__What is needed__
How many lines in the records below hold the string "usize"? Answer with the number alone.

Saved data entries

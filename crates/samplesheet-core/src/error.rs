//! Error types for samplesheet validation.

use std::path::PathBuf;
use thiserror::Error;

use crate::schema::{FASTQ_SUFFIXES, MIN_COLUMNS, MIN_POPULATED_COLUMNS};

/// Errors that abort a samplesheet check.
///
/// Every variant is fatal: the first one encountered ends the run and no
/// output file is produced.
#[derive(Debug, Error)]
pub enum SamplesheetError {
    // === File System Errors ===
    /// Input samplesheet does not exist.
    #[error("samplesheet not found: {path}")]
    FileNotFound { path: PathBuf },

    /// Failed to read the input samplesheet.
    #[error("failed to read samplesheet {path}: {source}")]
    Read {
        path: PathBuf,
        #[source]
        source: std::io::Error,
    },

    /// Input starts with a byte-order mark for an encoding other than UTF-8.
    #[error("unsupported encoding {encoding} in samplesheet {path}")]
    UnsupportedEncoding {
        path: PathBuf,
        encoding: &'static str,
    },

    /// Output directory could not be created.
    #[error("failed to create output directory {path}: {source}")]
    CreateDir {
        path: PathBuf,
        #[source]
        source: std::io::Error,
    },

    /// Failed while writing the canonical samplesheet.
    #[error("failed to write samplesheet {path}: {source}")]
    Write {
        path: PathBuf,
        #[source]
        source: csv::Error,
    },

    /// Fully written temp file could not be moved onto the target path.
    #[error("failed to move {temp_path} to {path}: {source}")]
    Persist {
        temp_path: PathBuf,
        path: PathBuf,
        #[source]
        source: std::io::Error,
    },

    // === Validation Errors ===
    /// Leading header columns differ from the required header.
    #[error("Please check samplesheet header -> {found} != {expected}")]
    Header { found: String, expected: String },

    /// A data row failed a structural or semantic check.
    #[error("Please check samplesheet -> {issue}\nLine {line_number}: '{line}'")]
    Row {
        issue: RowIssue,
        line_number: usize,
        line: String,
    },

    /// Header was valid but no data rows followed.
    #[error("Please check samplesheet -> No entries to process!\nSamplesheet: '{path}'")]
    NoEntries { path: PathBuf },
}

impl SamplesheetError {
    /// Builds a row error, keeping the whitespace-trimmed raw line.
    pub fn row(issue: RowIssue, line_number: usize, line: &str) -> Self {
        Self::Row {
            issue,
            line_number,
            line: line.trim().to_string(),
        }
    }

    /// Returns the row issue when this is a row error.
    pub fn row_issue(&self) -> Option<RowIssue> {
        match self {
            Self::Row { issue, .. } => Some(*issue),
            _ => None,
        }
    }
}

/// Reasons a single data row is rejected.
#[derive(Debug, Clone, Copy, PartialEq, Eq, Error)]
pub enum RowIssue {
    #[error("Invalid number of columns (minimum = {})!", MIN_COLUMNS)]
    TooFewColumns,

    #[error(
        "Invalid number of populated columns (minimum = {})!",
        MIN_POPULATED_COLUMNS
    )]
    TooFewPopulatedColumns,

    #[error("Sample ID contains spaces!")]
    SampleIdContainsSpaces,

    #[error("Sample ID not specified!")]
    SampleIdMissing,

    #[error("FastQ file contains spaces!")]
    FastqContainsSpaces,

    #[error(
        "FastQ file does not have extension '{}' or '{}'!",
        FASTQ_SUFFIXES[0],
        FASTQ_SUFFIXES[1]
    )]
    FastqExtension,

    #[error("Samplesheet contains duplicate rows!")]
    DuplicateRow,
}

/// Result type for samplesheet operations.
pub type Result<T> = std::result::Result<T, SamplesheetError>;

__Written response__
2